▶ [DATA UNDER STUDY]:

== Segment start ==

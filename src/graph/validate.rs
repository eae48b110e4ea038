//! Structural validation: reachability, dangling references, duplicate
//! tags. Runs before execution; a graph that validates cleanly cannot
//! hit a structural error at run time.

use std::collections::{HashMap, HashSet, VecDeque};

use petgraph::stable_graph::NodeIndex;
use serde::{Deserialize, Serialize};

use super::node::{EdgeKind, NodeKind};
use super::WorkflowGraph;

/// Severity level of a validation diagnostic.
#[derive(Debug, Clone, PartialEq, Eq, Serialize, Deserialize)]
pub enum DiagnosticLevel {
    Error,
    Warning,
}

/// A single validation finding.
#[derive(Debug, Clone, Serialize, Deserialize)]
pub struct Diagnostic {
    pub level: DiagnosticLevel,
    pub code: String,
    pub message: String,
    pub node: Option<String>,
}

/// Aggregated result of graph validation.
#[derive(Debug, Clone, Serialize, Deserialize)]
pub struct ValidationReport {
    pub is_valid: bool,
    pub diagnostics: Vec<Diagnostic>,
}

impl ValidationReport {
    /// Return only the error-level diagnostics.
    pub fn errors(&self) -> Vec<&Diagnostic> {
        self.diagnostics
            .iter()
            .filter(|d| d.level == DiagnosticLevel::Error)
            .collect()
    }

    /// Return only the warning-level diagnostics.
    pub fn warnings(&self) -> Vec<&Diagnostic> {
        self.diagnostics
            .iter()
            .filter(|d| d.level == DiagnosticLevel::Warning)
            .collect()
    }
}

pub(crate) fn validate(wg: &WorkflowGraph) -> ValidationReport {
    let mut diags = Vec::new();

    check_duplicate_tags(wg, &mut diags);
    check_node_edges(wg, &mut diags);
    check_reachability(wg, &mut diags);
    check_structural_cycles(wg, &mut diags);

    let is_valid = !diags.iter().any(|d| d.level == DiagnosticLevel::Error);
    ValidationReport {
        is_valid,
        diagnostics: diags,
    }
}

fn check_duplicate_tags(wg: &WorkflowGraph, diags: &mut Vec<Diagnostic>) {
    let mut counts: HashMap<&str, usize> = HashMap::new();
    for idx in wg.graph.node_indices() {
        if let Some(tag) = wg.graph[idx].tag.as_deref() {
            *counts.entry(tag).or_insert(0) += 1;
        }
    }
    for (tag, count) in counts {
        if count > 1 {
            diags.push(error(
                "E201",
                format!("Duplicate tag: {}", tag),
                Some(tag.to_string()),
            ));
        }
    }
}

fn check_node_edges(wg: &WorkflowGraph, diags: &mut Vec<Diagnostic>) {
    for idx in wg.graph.node_indices() {
        let node = &wg.graph[idx];
        match &node.kind {
            NodeKind::Jump { target } => {
                if wg.successor(idx, &EdgeKind::Jump).is_none() {
                    diags.push(error(
                        "E202",
                        format!("Jump target not found: {}", target),
                        Some(node.name().to_string()),
                    ));
                }
            }
            NodeKind::Fork { .. } => {
                if wg.successor(idx, &EdgeKind::IfTrue).is_none() {
                    diags.push(error(
                        "E203",
                        format!("Fork '{}' has no true branch", node.name()),
                        Some(node.name().to_string()),
                    ));
                }
            }
            NodeKind::Exit { .. } => {
                if !wg.outgoing(idx).is_empty() {
                    diags.push(error(
                        "E204",
                        format!("Exit '{}' has outgoing edges", node.name()),
                        Some(node.name().to_string()),
                    ));
                }
            }
            _ => {}
        }
    }
}

/// BFS from the root over all edges (jumps included). Tracks a visited
/// set so cyclic graphs terminate.
fn check_reachability(wg: &WorkflowGraph, diags: &mut Vec<Diagnostic>) {
    let mut reachable: HashSet<NodeIndex> = HashSet::new();
    let mut queue = VecDeque::new();
    reachable.insert(wg.root);
    queue.push_back(wg.root);

    while let Some(idx) = queue.pop_front() {
        for (_, target) in wg.outgoing(idx) {
            if reachable.insert(target) {
                queue.push_back(target);
            }
        }
    }

    for idx in wg.graph.node_indices() {
        if !reachable.contains(&idx) {
            let node = &wg.graph[idx];
            diags.push(warn(
                "W201",
                format!("Unreachable node: {}", node.name()),
                Some(node.name().to_string()),
            ));
        }
    }
}

/// Cycles are permitted only via explicit jumps, never via next/branch
/// back-references. Tri-color DFS over the non-jump edges.
fn check_structural_cycles(wg: &WorkflowGraph, diags: &mut Vec<Diagnostic>) {
    let mut state: HashMap<NodeIndex, u8> = HashMap::new();
    for idx in wg.graph.node_indices() {
        state.insert(idx, 0);
    }

    let mut stack: Vec<NodeIndex> = Vec::new();
    let indices: Vec<NodeIndex> = wg.graph.node_indices().collect();
    for idx in indices {
        if state.get(&idx).copied().unwrap_or(0) == 0 {
            dfs(wg, idx, &mut state, &mut stack, diags);
        }
    }
}

fn dfs(
    wg: &WorkflowGraph,
    idx: NodeIndex,
    state: &mut HashMap<NodeIndex, u8>,
    stack: &mut Vec<NodeIndex>,
    diags: &mut Vec<Diagnostic>,
) {
    state.insert(idx, 1);
    stack.push(idx);

    for (kind, target) in wg.outgoing(idx) {
        if kind == EdgeKind::Jump {
            continue;
        }
        match state.get(&target).copied().unwrap_or(0) {
            0 => dfs(wg, target, state, stack, diags),
            1 => {
                if let Some(pos) = stack.iter().position(|n| *n == target) {
                    let mut path: Vec<String> = stack[pos..]
                        .iter()
                        .map(|n| wg.graph[*n].name().to_string())
                        .collect();
                    path.push(wg.graph[target].name().to_string());
                    diags.push(error(
                        "E205",
                        format!("Cycle without jump: {}", path.join(" -> ")),
                        Some(wg.graph[target].name().to_string()),
                    ));
                }
            }
            _ => {}
        }
    }

    stack.pop();
    state.insert(idx, 2);
}

fn error(code: &str, message: String, node: Option<String>) -> Diagnostic {
    Diagnostic {
        level: DiagnosticLevel::Error,
        code: code.to_string(),
        message,
        node,
    }
}

fn warn(code: &str, message: String, node: Option<String>) -> Diagnostic {
    Diagnostic {
        level: DiagnosticLevel::Warning,
        code: code.to_string(),
        message,
        node,
    }
}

== Segment end ==

▶ [THE PROBLEM]: Recopy the whole listing exactly.

▶ [TASK RESULT]:
filename src/graph/validate.rs
repository eae48b110e4ea038
//! Structural validation: reachability, dangling references, duplicate
//! tags. Runs before execution; a graph that validates cleanly cannot
//! hit a structural error at run time.

use std::collections::{HashMap, HashSet, VecDeque};

use petgraph::stable_graph::NodeIndex;
use serde::{Deserialize, Serialize};

use super::node::{EdgeKind, NodeKind};
use super::WorkflowGraph;

/// Severity level of a validation diagnostic.
#[derive(Debug, Clone, PartialEq, Eq, Serialize, Deserialize)]
pub enum DiagnosticLevel {
    Error,
    Warning,
}

/// A single validation finding.
#[derive(Debug, Clone, Serialize, Deserialize)]
pub struct Diagnostic {
    pub level: DiagnosticLevel,
    pub code: String,
    pub message: String,
    pub node: Option<String>,
}

/// Aggregated result of graph validation.
#[derive(Debug, Clone, Serialize, Deserialize)]
pub struct ValidationReport {
    pub is_valid: bool,
    pub diagnostics: Vec<Diagnostic>,
}

impl ValidationReport {
    /// Return only the error-level diagnostics.
    pub fn errors(&self) -> Vec<&Diagnostic> {
        self.diagnostics
            .iter()
            .filter(|d| d.level == DiagnosticLevel::Error)
            .collect()
    }

    /// Return only the warning-level diagnostics.
    pub fn warnings(&self) -> Vec<&Diagnostic> {
        self.diagnostics
            .iter()
            .filter(|d| d.level == DiagnosticLevel::Warning)
            .collect()
    }
}

pub(crate) fn validate(wg: &WorkflowGraph) -> ValidationReport {
    let mut diags = Vec::new();

    check_duplicate_tags(wg, &mut diags);
    check_node_edges(wg, &mut diags);
    check_reachability(wg, &mut diags);
    check_structural_cycles(wg, &mut diags);

    let is_valid = !diags.iter().any(|d| d.level == DiagnosticLevel::Error);
    ValidationReport {
        is_valid,
        diagnostics: diags,
    }
}

fn check_duplicate_tags(wg: &WorkflowGraph, diags: &mut Vec<Diagnostic>) {
    let mut counts: HashMap<&str, usize> = HashMap::new();
    for idx in wg.graph.node_indices() {
        if let Some(tag) = wg.graph[idx].tag.as_deref() {
            *counts.entry(tag).or_insert(0) += 1;
        }
    }
    for (tag, count) in counts {
        if count > 1 {
            diags.push(error(
                "E201",
                format!("Duplicate tag: {}", tag),
                Some(tag.to_string()),
            ));
        }
    }
}

fn check_node_edges(wg: &WorkflowGraph, diags: &mut Vec<Diagnostic>) {
    for idx in wg.graph.node_indices() {
        let node = &wg.graph[idx];
        match &node.kind {
            NodeKind::Jump { target } => {
                if wg.successor(idx, &EdgeKind::Jump).is_none() {
                    diags.push(error(
                        "E202",
                        format!("Jump target not found: {}", target),
                        Some(node.name().to_string()),
                    ));
                }
            }
            NodeKind::Fork { .. } => {
                if wg.successor(idx, &EdgeKind::IfTrue).is_none() {
                    diags.push(error(
                        "E203",
                        format!("Fork '{}' has no true branch", node.name()),
                        Some(node.name().to_string()),
                    ));
                }
            }
            NodeKind::Exit { .. } => {
                if !wg.outgoing(idx).is_empty() {
                    diags.push(error(
                        "E204",
                        format!("Exit '{}' has outgoing edges", node.name()),
                        Some(node.name().to_string()),
                    ));
                }
            }
            _ => {}
        }
    }
}

/// BFS from the root over all edges (jumps included). Tracks a visited
/// set so cyclic graphs terminate.
fn check_reachability(wg: &WorkflowGraph, diags: &mut Vec<Diagnostic>) {
    let mut reachable: HashSet<NodeIndex> = HashSet::new();
    let mut queue = VecDeque::new();
    reachable.insert(wg.root);
    queue.push_back(wg.root);

    while let Some(idx) = queue.pop_front() {
        for (_, target) in wg.outgoing(idx) {
            if reachable.insert(target) {
                queue.push_back(target);
            }
        }
    }

    for idx in wg.graph.node_indices() {
        if !reachable.contains(&idx) {
            let node = &wg.graph[idx];
            diags.push(warn(
                "W201",
                format!("Unreachable node: {}", node.name()),
                Some(node.name().to_string()),
            ));
        }
    }
}

/// Cycles are permitted only via explicit jumps, never via next/branch
/// back-references. Tri-color DFS over the non-jump edges.
fn check_structural_cycles(wg: &WorkflowGraph, diags: &mut Vec<Diagnostic>) {
    let mut state: HashMap<NodeIndex, u8> = HashMap::new();
    for idx in wg.graph.node_indices() {
        state.insert(idx, 0);
    }

    let mut stack: Vec<NodeIndex> = Vec::new();
    let indices: Vec<NodeIndex> = wg.graph.node_indices().collect();
    for idx in indices {
        if state.get(&idx).copied().unwrap_or(0) == 0 {
            dfs(wg, idx, &mut state, &mut stack, diags);
        }
    }
}

fn dfs(
    wg: &WorkflowGraph,
    idx: NodeIndex,
    state: &mut HashMap<NodeIndex, u8>,
    stack: &mut Vec<NodeIndex>,
    diags: &mut Vec<Diagnostic>,
) {
    state.insert(idx, 1);
    stack.push(idx);

    for (kind, target) in wg.outgoing(idx) {
        if kind == EdgeKind::Jump {
            continue;
        }
        match state.get(&target).copied().unwrap_or(0) {
            0 => dfs(wg, target, state, stack, diags),
            1 => {
                if let Some(pos) = stack.iter().position(|n| *n == target) {
                    let mut path: Vec<String> = stack[pos..]
                        .iter()
                        .map(|n| wg.graph[*n].name().to_string())
                        .collect();
                    path.push(wg.graph[target].name().to_string());
                    diags.push(error(
                        "E205",
                        format!("Cycle without jump: {}", path.join(" -> ")),
                        Some(wg.graph[target].name().to_string()),
                    ));
                }
            }
            _ => {}
        }
    }

    stack.pop();
    state.insert(idx, 2);
}

fn error(code: &str, message: String, node: Option<String>) -> Diagnostic {
    Diagnostic {
        level: DiagnosticLevel::Error,
        code: code.to_string(),
        message,
        node,
    }
}

fn warn(code: &str, message: String, node: Option<String>) -> Diagnostic {
    Diagnostic {
        level: DiagnosticLevel::Warning,
        code: code.to_string(),
        message,
        node,
    }
}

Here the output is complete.